If I asked you to imagine a scientist in your mind’s eye, what image would emerge? A balding man in a white lab coat? A woman wearing thick glasses? A millennial glued to a laptop?

A 1970s-era study found that when asked to draw a picture of a scientist, boys and girls depicted males 99.4 percent of the time. The pervasive and subconscious images of scientists as male that begin to surface at an early age may be one explanation why girls entered STEM fields — science, technology, engineering, and math — at lower rates than boys. 

What happens, though, when we change up the narrative by broadly altering cultural expectations around gender and move women to the center of the story? The numbers speak for themselves.

When stories of female scientists’ achievements became part of elementary school curricula, studies showed that students’ perceptions of who belongs in the field shifted dramatically. Over a period of 50 years, girls in particular began to draw female scientists more often. So while only 1.2 percent of girls depicted scientists as female in the original study, the figure rose to 33 percent in 1985 and then to 58 percent in 2016.

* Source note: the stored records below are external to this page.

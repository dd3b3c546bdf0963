use std::fmt::Debug;
use std::sync::{Arc, RwLock};

use async_trait::async_trait;
use chrono::{DateTime, Utc};
use uuid::Uuid;

use super::StoreError;
use crate::session::Session;

#[derive(Debug, Clone, Copy, PartialEq, Eq)]
pub enum EventKind {
    TransferCreated,
    TransferUnlock { success: bool },
    FileDownload { file: Uuid },
    AgreementAccepted,
}

/// An audit record about one allocation
#[derive(Debug, Clone, PartialEq, Eq)]
pub struct Event {
    pub id: Uuid,
    pub allocation: Uuid,
    pub kind: EventKind,
    pub initiated: DateTime<Utc>,
    pub member: Option<Uuid>,
    pub remote_address: Option<String>,
}

impl Event {
    /// An event attributed to whoever is acting in `session`
    pub fn new(allocation: Uuid, kind: EventKind, session: &Session) -> Self {
        Self {
            id: Uuid::new_v4(),
            allocation,
            kind,
            initiated: Utc::now(),
            member: session.member_id(),
            remote_address: session.remote_address().map(str::to_string),
        }
    }
}

/// Append-only event log.
///
/// Recording is never part of the caller's transaction: a failed unlock is
/// recorded even though nothing else about the request is kept.
#[async_trait]
pub trait EventRecorder: Send + Sync + Debug {
    async fn record(&self, event: Event) -> Result<(), StoreError>;

    /// Every event for an allocation, oldest first
    async fn events_for(&self, allocation: Uuid) -> Result<Vec<Event>, StoreError>;

    async fn unlock_attempts(&self, allocation: Uuid) -> Result<Vec<Event>, StoreError> {
        Ok(self
            .events_for(allocation)
            .await?
            .into_iter()
            .filter(|e| matches!(e.kind, EventKind::TransferUnlock { .. }))
            .collect())
    }

    async fn failed_unlock_attempts(&self, allocation: Uuid) -> Result<usize, StoreError> {
        Ok(self
            .unlock_attempts(allocation)
            .await?
            .iter()
            .filter(|e| e.kind == EventKind::TransferUnlock { success: false })
            .count())
    }

    /// The first acceptance of the allocation's agreement
    async fn agreement(&self, allocation: Uuid) -> Result<Option<Event>, StoreError> {
        Ok(self
            .events_for(allocation)
            .await?
            .into_iter()
            .find(|e| e.kind == EventKind::AgreementAccepted))
    }

    async fn file_downloads(&self, allocation: Uuid) -> Result<Vec<Event>, StoreError> {
        Ok(self
            .events_for(allocation)
            .await?
            .into_iter()
            .filter(|e| matches!(e.kind, EventKind::FileDownload { .. }))
            .collect())
    }
}

#[derive(Debug, Clone, Default)]
pub struct MemoryEventRecorder {
    events: Arc<RwLock<Vec<Event>>>,
}

impl MemoryEventRecorder {
    pub fn new() -> Self {
        Self::default()
    }
}

#[async_trait]
impl EventRecorder for MemoryEventRecorder {
    async fn record(&self, event: Event) -> Result<(), StoreError> {
        self.events
            .write()
            .map_err(|e| StoreError::Provider(format!("failed to acquire write lock: {}", e)))?
            .push(event);
        Ok(())
    }

    async fn events_for(&self, allocation: Uuid) -> Result<Vec<Event>, StoreError> {
        let events = self
            .events
            .read()
            .map_err(|e| StoreError::Provider(format!("failed to acquire read lock: {}", e)))?;
        Ok(events
            .iter()
            .filter(|e| e.allocation == allocation)
            .cloned()
            .collect())
    }
}
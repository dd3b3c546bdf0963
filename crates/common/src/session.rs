use std::sync::OnceLock;

use uuid::Uuid;

use crate::accessor::AccessorContext;
use crate::keysafe::{CapabilityTable, UnlockCapability};
use crate::{Error, Result};

/// Who is acting in a session
#[derive(Debug, Clone, PartialEq, Eq)]
pub enum Accessor {
    Member(Uuid),
    Anonymous,
}

/// One accessor's view of the system: who they are, what they have unlocked
/// and what has been decrypted for them so far.
///
/// Passed explicitly to every operation that needs it. Gateway requests get
/// a fresh anonymous session each.
#[derive(Debug, Default)]
pub struct Session {
    accessor: Option<Accessor>,
    remote_address: Option<String>,
    context: OnceLock<AccessorContext>,
    capabilities: CapabilityTable,
}

impl Session {
    pub fn member(id: Uuid) -> Self {
        Self {
            accessor: Some(Accessor::Member(id)),
            ..Default::default()
        }
    }

    pub fn anonymous() -> Self {
        Self {
            accessor: Some(Accessor::Anonymous),
            ..Default::default()
        }
    }

    /// A session with no accessor; it has no context to cache into.
    pub fn unbound() -> Self {
        Self::default()
    }

    pub fn with_remote_address(mut self, address: impl Into<String>) -> Self {
        self.remote_address = Some(address.into());
        self
    }

    pub fn accessor(&self) -> Option<&Accessor> {
        self.accessor.as_ref()
    }

    pub fn member_id(&self) -> Option<Uuid> {
        match self.accessor {
            Some(Accessor::Member(id)) => Some(id),
            _ => None,
        }
    }

    pub fn remote_address(&self) -> Option<&str> {
        self.remote_address.as_deref()
    }

    /// The accessor's cache, created on first use.
    pub fn context(&self) -> Result<&AccessorContext> {
        if self.accessor.is_none() {
            return Err(Error::NoContext);
        }
        Ok(self.context.get_or_init(AccessorContext::new))
    }

    pub fn capabilities(&self) -> &CapabilityTable {
        &self.capabilities
    }

    /// The capability for an unlocked KeySafe
    pub fn capability(&self, keysafe: Uuid) -> Result<UnlockCapability> {
        self.capabilities
            .get(keysafe)
            .ok_or(Error::LockedResource(keysafe))
    }
}

#[cfg(test)]
mod tests {
    use super::*;

    #[test]
    fn test_unbound_has_no_context() {
        let session = Session::unbound();
        assert!(matches!(session.context(), Err(Error::NoContext)));
    }

    #[test]
    fn test_context_is_shared_within_session() {
        let session = Session::anonymous();
        let id = Uuid::new_v4();
        session.context().unwrap().retain(id, 3u16);

        assert_eq!(session.context().unwrap().retrieve::<u16>(id).unwrap(), Some(3));
    }

    #[test]
    fn test_locked_capability() {
        let member = Uuid::new_v4();
        let session = Session::member(member);
        let keysafe = Uuid::new_v4();

        assert_eq!(session.member_id(), Some(member));
        assert!(matches!(
            session.capability(keysafe),
            Err(Error::LockedResource(id)) if id == keysafe
        ));
    }
}
use std::collections::HashMap;

use parking_lot::Mutex;
use uuid::Uuid;

use super::UnlockCapability;

/// Capabilities unlocked in one session, keyed by KeySafe id.
#[derive(Debug, Default)]
pub struct CapabilityTable {
    unlocked: Mutex<HashMap<Uuid, UnlockCapability>>,
}

impl CapabilityTable {
    pub fn new() -> Self {
        Self::default()
    }

    pub fn insert(&self, keysafe: Uuid, capability: UnlockCapability) {
        self.unlocked.lock().insert(keysafe, capability);
    }

    pub fn get(&self, keysafe: Uuid) -> Option<UnlockCapability> {
        self.unlocked.lock().get(&keysafe).cloned()
    }

    pub fn remove(&self, keysafe: Uuid) -> bool {
        self.unlocked.lock().remove(&keysafe).is_some()
    }

    pub fn contains(&self, keysafe: Uuid) -> bool {
        self.unlocked.lock().contains_key(&keysafe)
    }
}
//! Cryptographic building blocks for Courier
//!
//! - **Encryption**: ChaCha20-Poly1305 with one [`Secret`] per sealed document
//!   and per stored file body
//! - **Principal wrapping**: [`SecretShare`] wraps a document secret for a
//!   KeySafe principal using X25519 key agreement and AES-KW
//! - **Code wrapping**: [`CodeWrap`] wraps a secret under a key derived from a
//!   transfer code or password
//!
//! The primitives come from their crates; this module only composes them.

mod key_wrap;
mod secret;

pub use key_wrap::{
    generate_static_secret, CodeWrap, KeyWrapError, SecretShare, PUBLIC_KEY_SIZE, SALT_SIZE,
    WRAPPED_SECRET_SIZE,
};
pub use secret::{Secret, SecretError, BLAKE3_HASH_SIZE, NONCE_SIZE, SECRET_SIZE};
pub use x25519_dalek::{PublicKey as PrincipalPublicKey, StaticSecret};
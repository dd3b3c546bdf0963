use std::time::Duration;

use chrono::Utc;
use tokio::sync::watch;

use common::Courier;

/// Purge up to `batch` expired allocations in one transaction.
pub async fn reap_expired(courier: &Courier, batch: usize) -> common::Result<usize> {
    let mut tx = courier.begin().await?;
    let expired = courier
        .allocations()
        .retrieve_oldest_expired(tx.as_mut(), Utc::now(), batch)
        .await?;
    for allocation in &expired {
        courier
            .allocations()
            .clear_allocation(tx.as_mut(), allocation.id)
            .await?;
    }
    tx.commit().await?;
    Ok(expired.len())
}

/// Run [`reap_expired`] every `interval` until shutdown.
pub async fn run(
    courier: Courier,
    interval: Duration,
    batch: usize,
    mut shutdown_rx: watch::Receiver<()>,
) {
    let mut ticker = tokio::time::interval(interval);
    loop {
        tokio::select! {
            _ = ticker.tick() => {
                match reap_expired(&courier, batch).await {
                    Ok(0) => {}
                    Ok(purged) => tracing::info!("reaper purged {} expired allocations", purged),
                    Err(e) => tracing::error!("reaper run failed: {}", e),
                }
            }
            _ = shutdown_rx.changed() => {
                tracing::info!("reaper shutting down");
                break;
            }
        }
    }
}
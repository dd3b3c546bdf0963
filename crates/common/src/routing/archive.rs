//! Stored (uncompressed) zip archives for multi-file downloads
//!
//! File bodies are already encrypted at rest and decrypted once for delivery,
//! so entries are stored as-is. Entries too large for the classic format are
//! written with ZIP64 extensions.

use std::io::{self, Cursor, Write};

use chrono::{DateTime, Datelike, Timelike, Utc};
use zip::result::{ZipError, ZipResult};
use zip::write::SimpleFileOptions;
use zip::{CompressionMethod, ZipWriter};

/// Writes a stored zip archive into memory
pub struct StoredArchive {
    writer: ZipWriter<Cursor<Vec<u8>>>,
}

impl Default for StoredArchive {
    fn default() -> Self {
        Self::new()
    }
}

/// The zip timestamp for `at`; the format cannot express years before 1980
fn modified_time(at: DateTime<Utc>) -> zip::DateTime {
    u16::try_from(at.year())
        .ok()
        .and_then(|year| {
            zip::DateTime::from_date_and_time(
                year,
                at.month() as u8,
                at.day() as u8,
                at.hour() as u8,
                at.minute() as u8,
                at.second() as u8,
            )
            .ok()
        })
        .unwrap_or_default()
}

impl StoredArchive {
    pub fn new() -> Self {
        Self {
            writer: ZipWriter::new(Cursor::new(Vec::new())),
        }
    }

    /// Append one entry.
    ///
    /// `length` is the size the entry is declared with; it has to match the
    /// data actually written.
    pub fn add_entry(
        &mut self,
        name: &str,
        length: u64,
        data: &[u8],
        modified: DateTime<Utc>,
    ) -> ZipResult<()> {
        if data.len() as u64 != length {
            return Err(ZipError::Io(io::Error::new(
                io::ErrorKind::InvalidData,
                format!(
                    "entry '{}' declared {} bytes, got {}",
                    name,
                    length,
                    data.len()
                ),
            )));
        }

        let options = SimpleFileOptions::default()
            .compression_method(CompressionMethod::Stored)
            .last_modified_time(modified_time(modified))
            .large_file(length > u32::MAX as u64);
        self.writer.start_file(name, options)?;
        self.writer.write_all(data)?;
        Ok(())
    }

    /// Write the central directory and return the archive bytes.
    pub fn finish(self) -> ZipResult<Vec<u8>> {
        Ok(self.writer.finish()?.into_inner())
    }
}
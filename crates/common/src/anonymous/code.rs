use std::fmt;
use std::sync::LazyLock;

use rand::Rng;
use regex::Regex;

pub const CODE_GROUPS: usize = 4;
pub const CODE_GROUP_LENGTH: usize = 2;

static CODE_CLEAN_PATTERN: LazyLock<Regex> = LazyLock::new(|| Regex::new(r"[^\w]+").unwrap());

/// Strip everything but word characters, so `"12 34-56.78"` and
/// `"12345678"` unlock the same transfer.
pub fn normalize(code: &str) -> String {
    CODE_CLEAN_PATTERN.replace_all(code, "").into_owned()
}

/// The code protecting an anonymous transfer.
///
/// The pretty form is what the sender passes on; the canonical form is what
/// the document is sealed with.
#[derive(Clone, PartialEq, Eq)]
pub struct TransferCode {
    pretty: String,
    canonical: String,
}

impl fmt::Debug for TransferCode {
    fn fmt(&self, f: &mut fmt::Formatter<'_>) -> fmt::Result {
        f.write_str("TransferCode(..)")
    }
}

impl TransferCode {
    /// Four random groups of two digits
    pub fn generate() -> Self {
        let mut rng = rand::rng();
        let groups: Vec<String> = (0..CODE_GROUPS)
            .map(|_| {
                (0..CODE_GROUP_LENGTH)
                    .map(|_| char::from(b'0' + rng.random_range(0..10u8)))
                    .collect()
            })
            .collect();
        Self {
            pretty: groups.join(" "),
            canonical: groups.concat(),
        }
    }

    pub fn from_pretty(pretty: impl Into<String>) -> Self {
        let pretty = pretty.into();
        let canonical = normalize(&pretty);
        Self { pretty, canonical }
    }

    pub fn pretty(&self) -> &str {
        &self.pretty
    }

    pub fn canonical(&self) -> &str {
        &self.canonical
    }
}
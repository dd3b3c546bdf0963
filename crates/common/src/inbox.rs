//! Inboxes: public drop boxes that collect deposits for a KeySafe

use chrono::{DateTime, Utc};
use uuid::Uuid;

use crate::allocation::{
    Allocation, AllocationDocument, AllocationKind, AllocationManager, Details, FileSource,
    UnlockedAllocation,
};
use crate::document::{DocumentManager, SealScope};
use crate::session::Session;
use crate::store::{Event, EventKind, Transaction};
use crate::token::{TokenCategory, TokenService};
use crate::{Backend, Error, Result};

#[derive(Debug, Clone, PartialEq, Eq)]
pub struct Inbox {
    pub id: Uuid,
    pub name: String,
    pub introduction: Option<String>,
    /// Deposits are sealed for this KeySafe
    pub keysafe: Uuid,
    pub token: Option<String>,
    pub created: DateTime<Utc>,
}

#[derive(Debug, Clone)]
pub struct InboxService {
    backend: Backend,
    documents: DocumentManager,
    allocations: AllocationManager,
    tokens: TokenService,
}

impl InboxService {
    pub fn new(backend: Backend) -> Self {
        Self {
            documents: DocumentManager::new(backend.keys.clone()),
            allocations: AllocationManager::new(backend.clone()),
            tokens: TokenService::new(),
            backend,
        }
    }

    /// Create an inbox, optionally claiming a token path for it.
    pub async fn create_inbox(
        &self,
        tx: &mut dyn Transaction,
        name: &str,
        introduction: Option<String>,
        token: Option<&str>,
        keysafe: Uuid,
    ) -> Result<Inbox> {
        let keysafe = tx.keysafe(keysafe).await?.ok_or(Error::NotFound)?;
        let token = match token {
            Some(path) => Some(self.tokens.create(tx, path, TokenCategory::Inbox).await?.path),
            None => None,
        };

        let inbox = Inbox {
            id: Uuid::new_v4(),
            name: name.to_string(),
            introduction,
            keysafe: keysafe.id,
            token,
            created: Utc::now(),
        };
        tx.create_inbox(&inbox).await?;
        Ok(inbox)
    }

    pub async fn retrieve_inbox(&self, tx: &mut dyn Transaction, inbox: Uuid) -> Result<Inbox> {
        tx.inbox(inbox).await?.ok_or(Error::NotFound)
    }

    pub async fn retrieve_inbox_by_token(
        &self,
        tx: &mut dyn Transaction,
        path: &str,
    ) -> Result<Option<Inbox>> {
        Ok(tx.inbox_by_token(path).await?)
    }

    /// Drop files into an inbox.
    ///
    /// The depositor only needs to see the origin when copying from a
    /// dispatch; the deposit itself is sealed for the inbox's KeySafe.
    pub async fn create_deposit(
        &self,
        session: &Session,
        tx: &mut dyn Transaction,
        inbox: Uuid,
        details: Details,
        expires: Option<DateTime<Utc>>,
        source: FileSource,
    ) -> Result<Allocation> {
        let inbox = self.retrieve_inbox(tx, inbox).await?;
        let keysafe = tx.keysafe(inbox.keysafe).await?.ok_or(Error::NotFound)?;

        let bundle = match source {
            FileSource::Upload(files) => self.allocations.upload_bundle(tx, files, None)?,
            FileSource::Dispatch(dispatch) => {
                self.allocations
                    .copy_dispatch_bundle(session, tx, dispatch, None)
                    .await?
            }
        };

        let mut allocation = Allocation::new(
            AllocationKind::Deposit {
                inbox: inbox.id,
                keysafe: keysafe.id,
            },
            expires,
            bundle.derived_from,
        );
        let document = AllocationDocument {
            details,
            bundle: bundle.descriptors.clone(),
        };
        let sealed = self
            .documents
            .seal(tx, &document, SealScope::KeySafe(&keysafe))
            .await?;
        allocation.document = Some(sealed.id);

        tx.create_allocation(&allocation).await?;
        self.allocations.create_files(tx, &allocation, &bundle).await?;
        self.backend
            .events
            .record(Event::new(allocation.id, EventKind::TransferCreated, session))
            .await?;

        tracing::info!("deposit {} created in inbox {}", allocation.id, inbox.id);
        Ok(allocation)
    }

    /// A deposit of `inbox`, unsealed.
    pub async fn retrieve_deposit(
        &self,
        session: &Session,
        tx: &mut dyn Transaction,
        inbox: Uuid,
        deposit: Uuid,
    ) -> Result<UnlockedAllocation> {
        let allocation = tx.allocation(deposit).await?.ok_or(Error::NotFound)?;
        match allocation.kind {
            AllocationKind::Deposit { inbox: owner, .. } if owner == inbox => {}
            AllocationKind::Deposit { .. } => {
                return Err(Error::OwnershipMismatch {
                    entity: "deposit",
                    id: deposit,
                    owner: inbox,
                })
            }
            _ => return Err(Error::NotFound),
        }
        self.allocations
            .unlock_allocation(session, tx, &allocation)
            .await
    }

    /// The inbox's live deposits, oldest first; with `release` each one is
    /// also unsealed into the session.
    pub async fn retrieve_deposits(
        &self,
        session: &Session,
        tx: &mut dyn Transaction,
        inbox: Uuid,
        release: bool,
    ) -> Result<Vec<Allocation>> {
        let deposits = tx.deposits_for_inbox(inbox).await?;
        if release {
            let listed: Vec<Option<Allocation>> = deposits.iter().cloned().map(Some).collect();
            self.allocations
                .release_details(session, tx, &listed)
                .await?;
        }
        Ok(deposits)
    }
}
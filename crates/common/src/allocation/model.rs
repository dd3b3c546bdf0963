use bytes::Bytes;
use chrono::{DateTime, Utc};
use serde::{Deserialize, Serialize};
use uuid::Uuid;

use crate::crypto::Secret;
use crate::document::OpenDocument;

#[derive(Debug, Clone, PartialEq, Eq)]
pub enum AllocationKind {
    /// Sent by a member, sealed for one of their KeySafes
    Dispatch { keysafe: Uuid },
    /// Dropped into an inbox, sealed for the inbox's KeySafe
    Deposit { inbox: Uuid, keysafe: Uuid },
    /// Sealed under a transfer code and reachable through a token path
    AnonymousTransfer {
        token: String,
        max_unlock_attempts: Option<u32>,
    },
}

impl AllocationKind {
    /// The KeySafe the metadata is sealed for, if any
    pub fn keysafe(&self) -> Option<Uuid> {
        match self {
            AllocationKind::Dispatch { keysafe } => Some(*keysafe),
            AllocationKind::Deposit { keysafe, .. } => Some(*keysafe),
            AllocationKind::AnonymousTransfer { .. } => None,
        }
    }

    pub fn token(&self) -> Option<&str> {
        match self {
            AllocationKind::AnonymousTransfer { token, .. } => Some(token),
            _ => None,
        }
    }

    pub fn name(&self) -> &'static str {
        match self {
            AllocationKind::Dispatch { .. } => "dispatch",
            AllocationKind::Deposit { .. } => "deposit",
            AllocationKind::AnonymousTransfer { .. } => "anonymous transfer",
        }
    }
}

#[derive(Debug, Clone, Copy, PartialEq, Eq, Hash)]
pub enum AllocationState {
    Active,
    Expired,
    Purged,
}

/// A persisted bundle of files plus a sealed metadata document.
#[derive(Debug, Clone, PartialEq, Eq)]
pub struct Allocation {
    pub id: Uuid,
    pub kind: AllocationKind,
    pub created: DateTime<Utc>,
    pub expires: Option<DateTime<Utc>>,
    pub deleted: Option<DateTime<Utc>>,
    /// The current version of the sealed metadata
    pub document: Option<Uuid>,
    /// The allocation this one was copied from
    pub derived_from: Option<Uuid>,
    pub revision: u64,
}

impl Allocation {
    pub fn new(
        kind: AllocationKind,
        expires: Option<DateTime<Utc>>,
        derived_from: Option<Uuid>,
    ) -> Self {
        Self {
            id: Uuid::new_v4(),
            kind,
            created: Utc::now(),
            expires,
            deleted: None,
            document: None,
            derived_from,
            revision: 0,
        }
    }

    pub fn state_at(&self, now: DateTime<Utc>) -> AllocationState {
        if self.deleted.is_some() {
            AllocationState::Purged
        } else if self.expires.is_some_and(|expires| expires <= now) {
            AllocationState::Expired
        } else {
            AllocationState::Active
        }
    }

    pub fn state(&self) -> AllocationState {
        self.state_at(Utc::now())
    }

    pub fn is_purged(&self) -> bool {
        self.deleted.is_some()
    }

    /// Move the expiry to `when` unless it already passed by then.
    ///
    /// Returns whether anything changed.
    pub fn expire_at(&mut self, when: DateTime<Utc>) -> bool {
        expire(&mut self.expires, when)
    }
}

/// One file within an allocation
#[derive(Debug, Clone, PartialEq, Eq)]
pub struct AllocationFile {
    pub id: Uuid,
    pub allocation: Uuid,
    /// Shared encrypted body; cleared once the file is deleted
    pub content: Option<Uuid>,
    /// Order within the bundle
    pub position: u32,
    pub download_count: u32,
    pub expires: Option<DateTime<Utc>>,
    pub deleted: Option<DateTime<Utc>>,
    /// The file in the origin allocation this one was copied from
    pub derived_from: Option<Uuid>,
    pub revision: u64,
}

impl AllocationFile {
    pub fn new(
        allocation: Uuid,
        content: Uuid,
        position: u32,
        derived_from: Option<Uuid>,
    ) -> Self {
        Self {
            id: Uuid::new_v4(),
            allocation,
            content: Some(content),
            position,
            download_count: 0,
            expires: None,
            deleted: None,
            derived_from,
            revision: 0,
        }
    }

    pub fn is_active(&self) -> bool {
        self.deleted.is_none()
    }

    pub fn is_expired_at(&self, now: DateTime<Utc>) -> bool {
        self.expires.is_some_and(|expires| expires <= now)
    }

    pub fn expire_at(&mut self, when: DateTime<Utc>) -> bool {
        expire(&mut self.expires, when)
    }
}

fn expire(expires: &mut Option<DateTime<Utc>>, when: DateTime<Utc>) -> bool {
    match expires {
        Some(current) if *current <= when => false,
        _ => {
            *expires = Some(when);
            true
        }
    }
}

/// Free-form metadata shown to recipients
#[derive(Debug, Clone, Default, PartialEq, Eq, Serialize, Deserialize)]
pub struct Details {
    #[serde(default, skip_serializing_if = "Option::is_none")]
    pub subject: Option<String>,
    #[serde(default, skip_serializing_if = "Option::is_none")]
    pub comment: Option<String>,
    #[serde(default, skip_serializing_if = "Option::is_none")]
    pub reference: Option<String>,
    /// Terms a recipient has to accept before downloading
    #[serde(default, skip_serializing_if = "Option::is_none")]
    pub agreement: Option<String>,
}

/// Sealed description of one file, including the key to its body
#[derive(Debug, Clone, PartialEq, Eq, Serialize, Deserialize)]
pub struct FileDescriptor {
    pub content: Uuid,
    pub name: String,
    pub mime_type: String,
    pub length: u64,
    #[serde(default, skip_serializing_if = "Option::is_none")]
    pub max_downloads: Option<u32>,
    pub key: Secret,
}

/// The body of an allocation's sealed document
#[derive(Debug, Clone, Default, PartialEq, Eq, Serialize, Deserialize)]
pub struct AllocationDocument {
    pub details: Details,
    pub bundle: Vec<FileDescriptor>,
}

impl AllocationDocument {
    pub fn descriptor(&self, content: Uuid) -> Option<&FileDescriptor> {
        self.bundle.iter().find(|d| d.content == content)
    }
}

/// A file handed in for a new allocation
#[derive(Debug, Clone)]
pub struct UploadedFile {
    pub name: String,
    pub mime_type: String,
    pub data: Bytes,
    pub max_downloads: Option<u32>,
}

impl UploadedFile {
    /// The mime type is guessed from the name.
    pub fn new(name: impl Into<String>, data: impl Into<Bytes>) -> Self {
        let name = name.into();
        let mime_type = mime_guess::from_path(&name)
            .first_or_octet_stream()
            .to_string();
        Self {
            name,
            mime_type,
            data: data.into(),
            max_downloads: None,
        }
    }

    pub fn with_max_downloads(mut self, max_downloads: u32) -> Self {
        self.max_downloads = Some(max_downloads);
        self
    }
}

/// Where the files of a new allocation come from
#[derive(Debug, Clone)]
pub enum FileSource {
    Upload(Vec<UploadedFile>),
    /// Copy the active files of an existing dispatch
    Dispatch(Uuid),
}

/// An allocation together with its unsealed metadata
#[derive(Debug, Clone)]
pub struct UnlockedAllocation {
    pub allocation: Allocation,
    pub document: OpenDocument<AllocationDocument>,
}

impl UnlockedAllocation {
    pub fn details(&self) -> &Details {
        &self.document.body().details
    }

    pub fn bundle(&self) -> &[FileDescriptor] {
        &self.document.body().bundle
    }
}

/// A file together with its unsealed descriptor
#[derive(Debug, Clone)]
pub struct UnlockedFile {
    pub file: AllocationFile,
    pub descriptor: FileDescriptor,
}

/// Decrypted body of a downloaded file
#[derive(Debug, Clone)]
pub struct DownloadedFile {
    /// The file after its download counter was incremented
    pub file: AllocationFile,
    pub descriptor: FileDescriptor,
    pub data: Bytes,
}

Numbers speak for themselves in this week’s Torah portion as well — lots of them. And, as we will see, they add up to more than their sum.

Census-taking rolls like a sand dune through Parashat B’midbar, which is also the Hebrew name for the fourth book of the Torah that we begin reading this week, known as the Book of Numbers in English. More than once in Numbers, God issues an order to count heads. The first order comes in the second year after the Exodus when the motley crew of freed slaves attempts to consolidate itself into a community as it begins its journey in the wilderness (Num. 1:1-46). The second order occurs 38 years later as the newest generation of Israelites prepares to enter the Promised Land (Num. 26:1-51). Each census is thoroughgoing and recorded with accountant-like precision. Forty-six verses of the opening chapter of Parashat B’midbar detail the process and results of the tally. Once the divine commandment to “take a census of the whole Israelite community” is heard, census-takers are appointed and the numbers start rolling in for each of the tribes:

  • Reuben - Elizur, son of Shedeur, counts 46,500 men
  • Simeon - Shelumiel, son of Zurishaddai, counts 59,300 men
  • Judah - Nahshon, son of Amminadab, counts 74,600 men
  • Issachar - Nethanel, son of Zuar, counts 54,400 men
  • Zebulun - Eliab, son of Helon, counts 57,400 men
  • Ephraim - Elishama, son of Ammihud, counts 40,500 men
  • Manasseh - Gamaliel, son of Pedahzur, counts 32,200 men
  • Benjamin - Abidan, son of Gideoni, counts 35,400 men
  • Dan - Ahiezer, son of Ammishaddai, counts 62,700 men
  • Asher - Pagiel, son of Ochran, counts 41,500 men
  • Gad - Eliasaph, son of Deuel, counts 45,650 men
  • Naphtali - Ahira, son of Enan, of the tribe counts 53,400 men

All told, 603,550 Israelites are counted. 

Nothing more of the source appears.